Spatial analysis of plague in California: niche modeling predictions of the current distribution and potential response to climate change

Abstract

Background: Plague, caused by the bacterium Yersinia pestis, is a public and wildlife health concern in California and the western United States. This study explores the spatial characteristics of positive plague samples in California and tests Maxent, a machine-learning method that can be used to develop niche-based models from presence-only data, for mapping the potential distribution of plague foci. Maxent models were constructed using geocoded seroprevalence data from surveillance of California ground squirrels (Spermophilus beecheyi) as case points and Worldclim bioclimatic data as predictor variables, and compared and validated using area under the receiver operating curve (AUC) statistics. Additionally, model results were compared to locations of positive and negative coyote (Canis latrans) samples, in order to determine the correlation between Maxent model predictions and areas of plague risk as determined via wild carnivore surveillance.

Results: Models of plague activity in California ground squirrels, based on recent climate conditions, accurately identified case locations (AUC of 0.913 to 0.948) and were significantly correlated with coyote samples. The final models were used to identify potential plague risk areas based on an ensemble of six future climate scenarios. These models suggest that by 2050, climate conditions may reduce plague risk in the southern parts of California and increase risk along the northern coast and Sierras.
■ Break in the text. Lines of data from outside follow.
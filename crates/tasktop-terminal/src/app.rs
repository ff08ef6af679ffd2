//! Interactive and headless drivers.
//!
//! Threads in interactive mode:
//! - UI (this loop): owns the [`Monitor`] and the [`TerminalShell`]
//! - `tasktop-sampler`: owns the inspector, one capture per tick
//! - `tasktop-input`: forwards terminal events

use crate::error::TerminalError;
use crate::frame::Frame;
use crate::input::{InputHandler, TerminalEvent};
use crate::keys::map_key;
use crate::shell::{TerminalShell, TextEntryOutcome};
use crossterm::{cursor, execute, terminal};
use serde::Serialize;
use std::io::{self, Write};
use std::thread;
use std::time::{Duration, Instant};
use tasktop_core::{
    filter, CaptureResult, CaptureScheduler, FilterState, GamepadAdapter, GamepadSource,
    InputCommand, InputSource, Key, MemorySample, Monitor, NavigationEvent, ProcessInspector,
    RefreshController, Row, Sampler, SettingsProvider, Snapshot, TerminationService, UiShell,
};

/// Longest the UI loop sleeps between passes.
const MAX_IDLE: Duration = Duration::from_millis(16);

/// Interactive run settings.
#[derive(Debug, Clone, Copy, PartialEq, Eq)]
pub struct RunOptions {
    /// Capture interval.
    pub refresh: Duration,
    /// Input and gamepad polling interval.
    pub poll: Duration,
}

/// A gamepad device and the adapter that interprets it.
pub struct Gamepad {
    source: Box<dyn GamepadSource>,
    adapter: GamepadAdapter,
}

impl Gamepad {
    /// Pair a device with an adapter.
    pub fn new(source: Box<dyn GamepadSource>, adapter: GamepadAdapter) -> Self {
        Self { source, adapter }
    }
}

/// UI-thread state: the engine, its shell and an optional gamepad.
pub struct App<S, T> {
    monitor: Monitor<S, T>,
    shell: TerminalShell,
    gamepad: Option<Gamepad>,
}

impl<S: SettingsProvider, T: TerminationService> App<S, T> {
    /// Attach `monitor` to a fresh shell.
    pub fn new(mut monitor: Monitor<S, T>, color: bool) -> Self {
        let mut shell = TerminalShell::new(color);
        monitor.attach(&mut shell);
        Self {
            monitor,
            shell,
            gamepad: None,
        }
    }

    /// Drive the engine from a gamepad as well as the keyboard.
    ///
    /// This is the only way gamepad input reaches the app. The crate ships
    /// no device backend, so the `tasktop` binary runs keyboard-only; a
    /// host with a controller library wraps it in a [`GamepadSource`] and
    /// passes it here.
    #[must_use]
    pub fn with_gamepad(mut self, gamepad: Gamepad) -> Self {
        self.gamepad = Some(gamepad);
        self
    }

    /// The engine.
    pub fn monitor(&self) -> &Monitor<S, T> {
        &self.monitor
    }

    /// The shell.
    pub fn shell(&self) -> &TerminalShell {
        &self.shell
    }

    /// Apply a finished capture.
    pub fn apply_capture(&mut self, result: CaptureResult) {
        self.monitor.apply_capture(&mut self.shell, result);
    }

    /// Handle one terminal event. Returns `true` to quit.
    ///
    /// An open message swallows the next key; an open text entry prompt
    /// takes keys until it is accepted or cancelled.
    pub fn handle_event(&mut self, event: &TerminalEvent) -> bool {
        let key_event = match event {
            TerminalEvent::Resize(..) => {
                self.shell.invalidate();
                return false;
            }
            TerminalEvent::Key(key) => key,
        };
        let Some(key) = map_key(key_event) else {
            return false;
        };

        if self.shell.has_message() {
            self.shell.dismiss_message();
            return false;
        }

        if self.shell.text_entry_active() {
            self.text_entry_key(key);
            return false;
        }

        self.monitor.handle_key(&mut self.shell, key)
    }

    fn text_entry_key(&mut self, key: Key) {
        if let TextEntryOutcome::Commit(text) = self.shell.text_entry_key(key) {
            self.monitor.set_search_query(&mut self.shell, &text);
        }
    }

    /// Poll the gamepad once. Returns `true` to quit.
    pub fn poll_gamepad(&mut self) -> bool {
        let Some(pad) = self.gamepad.as_mut() else {
            return false;
        };
        let state = pad.source.poll();
        let commands = pad.adapter.update(state.as_ref());
        for command in commands {
            if self.shell.has_message() {
                self.shell.dismiss_message();
                continue;
            }
            // The prompt the gamepad opened takes Confirm and Cancel;
            // directions and selection toggles are dropped while it is up.
            if self.shell.text_entry_active() {
                match command {
                    InputCommand::Navigate(NavigationEvent::Confirm) => {
                        self.text_entry_key(Key::Enter);
                    }
                    InputCommand::Navigate(NavigationEvent::Cancel) => {
                        self.text_entry_key(Key::Esc);
                    }
                    _ => {}
                }
                continue;
            }
            if self
                .monitor
                .handle_command(&mut self.shell, command, InputSource::Gamepad)
            {
                return true;
            }
        }
        false
    }

    /// Redraw if anything changed.
    pub fn draw<W: Write>(&mut self, out: &mut W, width: u16, height: u16) -> io::Result<()> {
        if self.shell.is_dirty() {
            self.shell.draw(out, width, height)?;
        }
        Ok(())
    }

    /// Render without writing.
    pub fn render(&self, width: u16, height: u16) -> Frame {
        self.shell.render(width, height)
    }
}

// =============================================================================
// Interactive
// =============================================================================

/// Restores the terminal when dropped, so an early `?` return still leaves
/// a usable shell behind.
struct TerminalGuard;

impl TerminalGuard {
    fn enter() -> io::Result<Self> {
        terminal::enable_raw_mode()?;
        execute!(
            io::stdout(),
            terminal::EnterAlternateScreen,
            cursor::Hide,
            terminal::Clear(terminal::ClearType::All)
        )?;
        Ok(Self)
    }
}

impl Drop for TerminalGuard {
    fn drop(&mut self) {
        let _ = execute!(io::stdout(), cursor::Show, terminal::LeaveAlternateScreen);
        let _ = terminal::disable_raw_mode();
    }
}

/// Run the full-screen monitor until the user quits.
pub fn run_interactive<I, S, T>(
    mut app: App<S, T>,
    sampler: Sampler<I>,
    options: RunOptions,
) -> Result<(), TerminalError>
where
    I: ProcessInspector + 'static,
    S: SettingsProvider,
    T: TerminationService,
{
    let mut scheduler = CaptureScheduler::spawn(sampler)?;
    let guard = TerminalGuard::enter()?;
    let input = InputHandler::spawn(options.poll)?;
    let mut stdout = io::stdout();

    tracing::info!(
        refresh_ms = options.refresh.as_millis() as u64,
        "interactive session started"
    );

    scheduler.tick();
    let mut last_tick = Instant::now();
    let mut last_poll = Instant::now();

    let result = loop {
        let mut quit = input.drain().iter().any(|ev| app.handle_event(ev));
        if !quit && last_poll.elapsed() >= options.poll {
            quit = app.poll_gamepad();
            last_poll = Instant::now();
        }
        if quit {
            break Ok(());
        }
        if input.is_finished() {
            break Err(TerminalError::Io(io::Error::new(
                io::ErrorKind::BrokenPipe,
                "terminal input closed",
            )));
        }

        if last_tick.elapsed() >= options.refresh {
            scheduler.tick();
            last_tick = Instant::now();
        }
        while let Some(capture) = scheduler.poll() {
            app.apply_capture(capture);
        }

        let (width, height) = terminal::size()?;
        app.draw(&mut stdout, width, height)?;

        thread::sleep(options.poll.min(MAX_IDLE));
    };

    scheduler.shutdown();
    drop(input);
    drop(guard);
    tracing::info!("interactive session ended");
    result
}

// =============================================================================
// Headless
// =============================================================================

/// Output of a headless run.
#[derive(Debug, Clone, Copy, PartialEq, Eq)]
pub enum OutputFormat {
    /// The table as plain text.
    Table,
    /// JSON document.
    Json,
}

/// Headless run settings.
#[derive(Debug, Clone, PartialEq, Eq)]
pub struct OnceOptions {
    /// Filters to apply.
    pub filter: FilterState,
    /// Rows to print (0 = all).
    pub row_limit: usize,
    /// Output format.
    pub format: OutputFormat,
    /// Pause between the warm-up capture and the reported one.
    pub warmup: Duration,
    /// Table width in columns.
    pub width: u16,
}

#[derive(Serialize)]
struct Report<'a> {
    memory: &'a MemorySample,
    total: usize,
    matched: usize,
    shown: usize,
    processes: &'a [Row],
}

/// Capture twice so CPU figures have a baseline, then print one table or
/// JSON document to `out`.
pub fn run_once<I, W>(
    sampler: &mut Sampler<I>,
    options: &OnceOptions,
    out: &mut W,
) -> Result<(), TerminalError>
where
    I: ProcessInspector,
    W: Write,
{
    sampler.capture()?;
    thread::sleep(options.warmup);
    let snapshot = sampler.capture()?;
    write_snapshot(&snapshot, options, out)
}

/// Print `snapshot` as a table or JSON document.
pub fn write_snapshot<W: Write>(
    snapshot: &Snapshot,
    options: &OnceOptions,
    out: &mut W,
) -> Result<(), TerminalError> {
    let ordered = filter::apply(snapshot, &options.filter);
    let mut shell = TerminalShell::new(false);
    shell.set_memory(&snapshot.memory);
    let (rebuilt, summary) = RefreshController::new(options.row_limit).refresh(
        &mut shell,
        &ordered,
        snapshot.len(),
    );

    match options.format {
        OutputFormat::Json => {
            let report = Report {
                memory: &snapshot.memory,
                total: summary.total,
                matched: summary.matched,
                shown: summary.shown,
                processes: &rebuilt.rows,
            };
            serde_json::to_writer_pretty(&mut *out, &report)?;
            writeln!(out)?;
        }
        OutputFormat::Table => {
            let stamp = chrono::Local::now().format("%H:%M:%S").to_string();
            shell.set_status(&summary.message(&stamp));
            // Every row plus title, filters, header and status.
            let height = (rebuilt.rows.len().max(1) + 4).min(u16::MAX as usize) as u16;
            for line in shell.render(options.width, height).text() {
                writeln!(out, "{}", line.trim_end())?;
            }
        }
    }
    out.flush()?;
    Ok(())
}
Conclusion: Because different modeling approaches can yield substantially different results, care should be taken when interpreting future model predictions. Nonetheless, niche modeling can be a useful tool for exploring and mapping the potential response of plague activity to climate change. The final models in this study were used to identify potential plague risk areas based on an ensemble of six future climate scenarios, which can help public managers decide where to allocate surveillance resources. In addition, Maxent model results were significantly correlated with coyote samples, indicating that carnivore surveillance programs will continue to be important for tracking the response of plague to future climate conditions.

Figure 1

A conceptual model of the mechanisms by which climate influences plague transmission and maintenance. Precipitation and temperature have been linked to plague outbreaks in prairie dogs, and to human cases in the United States. A proposed model for this relationship suggests that precipitation and temperature may influence rodent abundance (by influencing rodent survival and food abundance), and that increased rodent populations may affect flea abundance and/or plague transmission rates. In addition to having a positive effect on rodent population dynamics, certain soil moisture, humidity and temperature variables may influence flea ecology and the transmission of the plague pathogen.

Figure 2

Rodent samples. Study area and geocoded data for (a) 995 positive rodent samples (166 unique locations) and (b) 3,788 negative rodent samples (905 unique locations). Lines designate California bioregions (NC = Klamath/North Coast; BD = Bay Area/Delta; CC = Central Coast; SC = South Coast; MOD = Modoc Plateau; SRA = Sierra; SAV = Sacramento Valley; SJV = San Joaquin Valley; MOJ = Mojave Desert; CD = Colorado Desert).

Figure 3

Coyote samples. 477 plague-positive coyote samples, and 2,250 negative samples were collected.

Figure 4

Maxent model results, using all plague positive rodent samples as case points. a) Model using Precipitation of Warmest Quarter, Precipitation of Wettest Quarter, Precipitation Seasonality, Temperature Annual Range, and the Maximum Temperature of Warmest Month as predictor variables; b) Model using Precipitation of Driest Quarter, Precipitation of Wettest Quarter, Precipitation Seasonality, Temperature Annual Range, and the Maximum Temperature of Warmest Month as predictor variables: c) Model using Precipitation of Warmest Quarter, Precipitation of Wettest Quarter, Temperature Annual Range, and the Maximum Temperature of Warmest Month as predictor variables; and d) Model using Precipitation of Wettest Quarter, Precipitation of Warmest Quarter and the Maximum Temperature of Warmest Month as predictor variables.

Figure 5

Maxent model results, using positive California ground squirrel samples as case points. a) Model using Precipitation of Warmest Quarter, Precipitation of Wettest Quarter, Precipitation Seasonality, Temperature Annual Range, and the Maximum Temperature of Warmest Month as predictor variables; b) Model using Precipitation of Driest Quarter, Precipitation of Wettest Quarter, Precipitation Seasonality, Temperature Annual Range, and the Maximum Temperature of Warmest Month as predictor variables: c) Model using Precipitation of Warmest Quarter, Precipitation of Wettest Quarter, Temperature Annual Range, and the Maximum Temperature of Warmest Month as predictor variables; and d) Model using Precipitation of Wettest Quarter, Precipitation of Warmest Quarter and the Maximum Temperature of Warmest Month as predictor variables.

Figure 6

Predicted future plague distributions. Models were developed using data derived from three different global climate models (CCCma, HadCM3, and CSIRO), for two time steps and two emissions scenarios. a) 2020, A2 scenario, b) 2020, B2 scenario, c) 2050, A2 scenario, and d) 2050, B2 scenario.